AYOBANGKA.COM, Jakarta – Perdagangan karbon menjadi salah satu instrumen strategis dalam mendukung pencapaian target pengurangan emisi gas rumah kaca sekaligus membuka peluang ekonomi baru bagi sektor swasta.
Seiring berkembangnya kebijakan karbon nasional, pelaku usaha dituntut memahami mekanisme pencatatan, pelaporan, dan pengakuan aksi mitigasi melalui Sistem Registri Nasional Pengendalian Perubahan Iklim (SRN PPI).
Hal tersebut disampaikan Umi Karomah Yaumidin, Kepala Pusat Riset Ekonomi Perilaku dan Sirkular (PR EPS) BRIN, dalam webinar bertema “Unlock the Carbon Market: Langkah Taktis Optimalisasi SRN PPI bagi Sektor Swasta” yang diselenggarakan pada Jumat (8/5) di Jakarta.
Menurut Umi, peluang pengembangan pasar karbon semakin terbuka melalui penguatan SRN PPI, integrasi dengan mekanisme pasar karbon, serta meningkatnya perhatian dunia usaha terhadap aspek ESG (Environmental, Social, and Governance). Dalam konteks tersebut, peran sektor swasta dan para praktisi menjadi sangat krusial.
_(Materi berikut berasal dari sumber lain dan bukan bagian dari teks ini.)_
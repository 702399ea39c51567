//! 采集网关进程：加载配置、装配存储/设备管理/采集器，并处理优雅退出。

mod wiring;

use ems_collector::{BroadcastEventSink, CollectorConfig, DataCollector};
use ems_config::AppConfig;
use ems_device::{DefaultClientFactory, DeviceManager};
use ems_storage::SqliteConfigStore;
use ems_telemetry::init_tracing;
use std::sync::Arc;
use tracing::{info, warn};

#[tokio::main]
async fn main() -> Result<(), Box<dyn std::error::Error>> {
    // 加载本地 .env（如存在），便于直接 cargo run 启动
    dotenvy::dotenv().ok();
    let config = AppConfig::from_env()?;
    init_tracing();

    // 数据库文件所在目录需预先存在
    if let Some(parent) = config.database_file().as_deref().and_then(|path| path.parent())
        && !parent.as_os_str().is_empty()
    {
        std::fs::create_dir_all(parent)?;
    }
    let store = Arc::new(SqliteConfigStore::connect(&config.database_url).await?);

    let factory = Arc::new(DefaultClientFactory::new(config.default_device_timeout()));
    let devices = Arc::new(DeviceManager::new(factory));
    let sink = Arc::new(BroadcastEventSink::new(config.event_channel_capacity));
    let event_log = wiring::spawn_event_logger(sink.subscribe());

    if config.connect_on_startup {
        wiring::connect_enabled_devices(store.as_ref(), &devices).await;
    }

    let collector = DataCollector::new(
        store.clone(),
        devices.clone(),
        sink.clone(),
        CollectorConfig {
            interval: config.collect_interval(),
            retention_days: config.history_retention_days,
            max_concurrent_devices: config.max_concurrent_devices,
        },
    );
    collector.start().await?;
    info!(target: "ems.gateway", database_url = %config.database_url, "gateway_started");

    wiring::wait_for_shutdown().await;
    info!(target: "ems.gateway", "shutdown_requested");

    match tokio::time::timeout(
        config.shutdown_timeout(),
        wiring::shutdown(&collector, &devices),
    )
    .await
    {
        Ok(Ok(())) => info!(target: "ems.gateway", "gateway_stopped"),
        Ok(Err(err)) => warn!(target: "ems.gateway", error = %err, "gateway_shutdown_failed"),
        Err(_) => warn!(
            target: "ems.gateway",
            timeout_ms = config.shutdown_timeout_ms,
            "gateway_shutdown_timed_out"
        ),
    }
    event_log.abort();
    Ok(())
}
use chrono::{Duration, Utc};
use domain::{AlarmStatus, AlarmType, DataPoint, Device, NewAlarm, Quality};
use ems_storage::{ConfigStore, SqliteConfigStore};

async fn store() -> SqliteConfigStore {
    let store = SqliteConfigStore::connect("sqlite::memory:")
        .await
        .expect("connect");
    let mut plc = Device::new(1, "line-1", "modbus_rtu");
    plc.connection_type = "serial".to_string();
    plc.serial_port = Some("/dev/ttyUSB0".to_string());
    plc.baud_rate = Some(19200);
    plc.slave_id = Some(3);
    plc.timeout_ms = Some(1500);
    store.upsert_device(&plc).await.expect("device");

    let mut disabled = Device::new(2, "spare", "siemens");
    disabled.enabled = false;
    store.upsert_device(&disabled).await.expect("device");

    let mut point = DataPoint::new(10, 1, "temp", "40001", "float32");
    point.scale = Some(0.1);
    point.offset = Some(-5.0);
    point.alarm_enabled = true;
    point.alarm_high = Some(100.0);
    store.upsert_data_point(&point).await.expect("point");
    store
        .upsert_data_point(&DataPoint::new(11, 1, "flow", "40003", "int16"))
        .await
        .expect("point");
    store
}

#[tokio::test]
async fn device_and_point_round_trip() {
    let store = store().await;
    let devices = store.list_enabled_devices().await.expect("devices");
    assert_eq!(devices.len(), 1);
    let plc = &devices[0];
    assert_eq!(plc.serial_port.as_deref(), Some("/dev/ttyUSB0"));
    assert_eq!(plc.baud_rate, Some(19200));
    assert_eq!(plc.slave_id, Some(3));
    assert_eq!(plc.timeout_ms, Some(1500));
    assert_eq!(plc.port, None);

    let points = store.list_enabled_data_points(1).await.expect("points");
    assert_eq!(points.len(), 2);
    assert_eq!(points[0].offset, Some(-5.0));
    assert!(points[0].alarm_enabled);
    assert_eq!(points[0].alarm_high, Some(100.0));
    assert_eq!(points[0].alarm_low, None);
    assert!(store.get_device(2).await.expect("get").is_some_and(|d| !d.enabled));
}

#[tokio::test]
async fn history_keeps_null_values_and_purges() {
    let store = store().await;
    let now = Utc::now();
    store
        .insert_history_sample(10, Some(21.5), Quality::Good, now - Duration::days(100))
        .await
        .expect("old");
    store
        .insert_history_sample(10, None, Quality::Bad, now)
        .await
        .expect("bad sample");

    let history = store.list_history(10, 5).await.expect("history");
    assert_eq!(history.len(), 2);
    assert_eq!(history[0].value, None);
    assert_eq!(history[0].quality, Quality::Bad);
    assert_eq!(history[1].value, Some(21.5));

    let removed = store
        .delete_history_older_than(now - Duration::days(90))
        .await
        .expect("purge");
    assert_eq!(removed, 1);
    assert_eq!(store.list_history(10, 5).await.expect("history").len(), 1);
}

#[tokio::test]
async fn alarms_clear_and_acknowledge() {
    let store = store().await;
    let raised = store
        .insert_alarm(NewAlarm {
            data_point_id: 10,
            alarm_type: AlarmType::High,
            level: "WARNING".to_string(),
            value: 150.0,
            threshold: 100.0,
            message: "temp above high limit".to_string(),
        })
        .await
        .expect("insert");

    let active = store
        .find_active_alarm(10, AlarmType::High)
        .await
        .expect("find")
        .expect("active");
    assert_eq!(active.id, raised.id);
    assert_eq!(active.threshold, Some(100.0));

    assert_eq!(store.clear_active_alarms(10).await.expect("clear"), 1);
    assert!(store
        .find_active_alarm(10, AlarmType::High)
        .await
        .expect("find")
        .is_none());

    let acked = store
        .acknowledge_alarm(raised.id, Some("operator"))
        .await
        .expect("ack")
        .expect("exists");
    assert_eq!(acked.status, AlarmStatus::Acknowledged);
    assert_eq!(acked.ack_user.as_deref(), Some("operator"));

    let listed = store
        .list_alarms(Some(AlarmStatus::Acknowledged))
        .await
        .expect("list");
    assert_eq!(listed.len(), 1);
    assert!(store.list_alarms(Some(AlarmStatus::Active)).await.expect("list").is_empty());
}
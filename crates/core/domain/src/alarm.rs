use crate::device::DataPointId;
use chrono::{DateTime, Utc};

/// 阈值报警默认级别。
pub const DEFAULT_ALARM_LEVEL: &str = "WARNING";

/// 报警类型。
#[derive(Debug, Clone, Copy, PartialEq, Eq, Hash)]
pub enum AlarmType {
    High,
    Low,
}

impl AlarmType {
    pub fn as_str(self) -> &'static str {
        match self {
            Self::High => "HIGH",
            Self::Low => "LOW",
        }
    }

    pub fn parse(value: &str) -> Option<Self> {
        match value.to_ascii_uppercase().as_str() {
            "HIGH" => Some(Self::High),
            "LOW" => Some(Self::Low),
            _ => None,
        }
    }
}

/// 报警状态。
#[derive(Debug, Clone, Copy, PartialEq, Eq, Hash)]
pub enum AlarmStatus {
    Active,
    Cleared,
    Acknowledged,
}

impl AlarmStatus {
    pub fn as_str(self) -> &'static str {
        match self {
            Self::Active => "active",
            Self::Cleared => "cleared",
            Self::Acknowledged => "acknowledged",
        }
    }

    pub fn parse(value: &str) -> Option<Self> {
        match value.to_ascii_lowercase().as_str() {
            "active" => Some(Self::Active),
            "cleared" => Some(Self::Cleared),
            "acknowledged" => Some(Self::Acknowledged),
            _ => None,
        }
    }
}

/// 待写入的新报警。
#[derive(Debug, Clone, PartialEq)]
pub struct NewAlarm {
    pub data_point_id: DataPointId,
    pub alarm_type: AlarmType,
    pub level: String,
    pub value: f64,
    pub threshold: f64,
    pub message: String,
}

/// 报警记录。
#[derive(Debug, Clone, PartialEq)]
pub struct AlarmRecord {
    pub id: i64,
    pub data_point_id: DataPointId,
    pub alarm_type: AlarmType,
    pub level: String,
    pub value: f64,
    pub threshold: Option<f64>,
    pub message: String,
    pub status: AlarmStatus,
    pub ack_time: Option<DateTime<Utc>>,
    pub ack_user: Option<String>,
    pub created_at: DateTime<Utc>,
}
“Kita telah menyaksikan berbagai kemajuan dalam pengembangan ekosistem perdagangan karbon nasional. Namun, kinerja perdagangan karbon Indonesia masih belum mencapai potensi optimalnya,” tegasnya.
Ia menambahkan bahwa nilai transaksi perdagangan karbon masih relatif terbatas, dengan partisipasi pelaku usaha yang belum luas serta harga karbon yang masih berada di bawah rata-rata pasar global.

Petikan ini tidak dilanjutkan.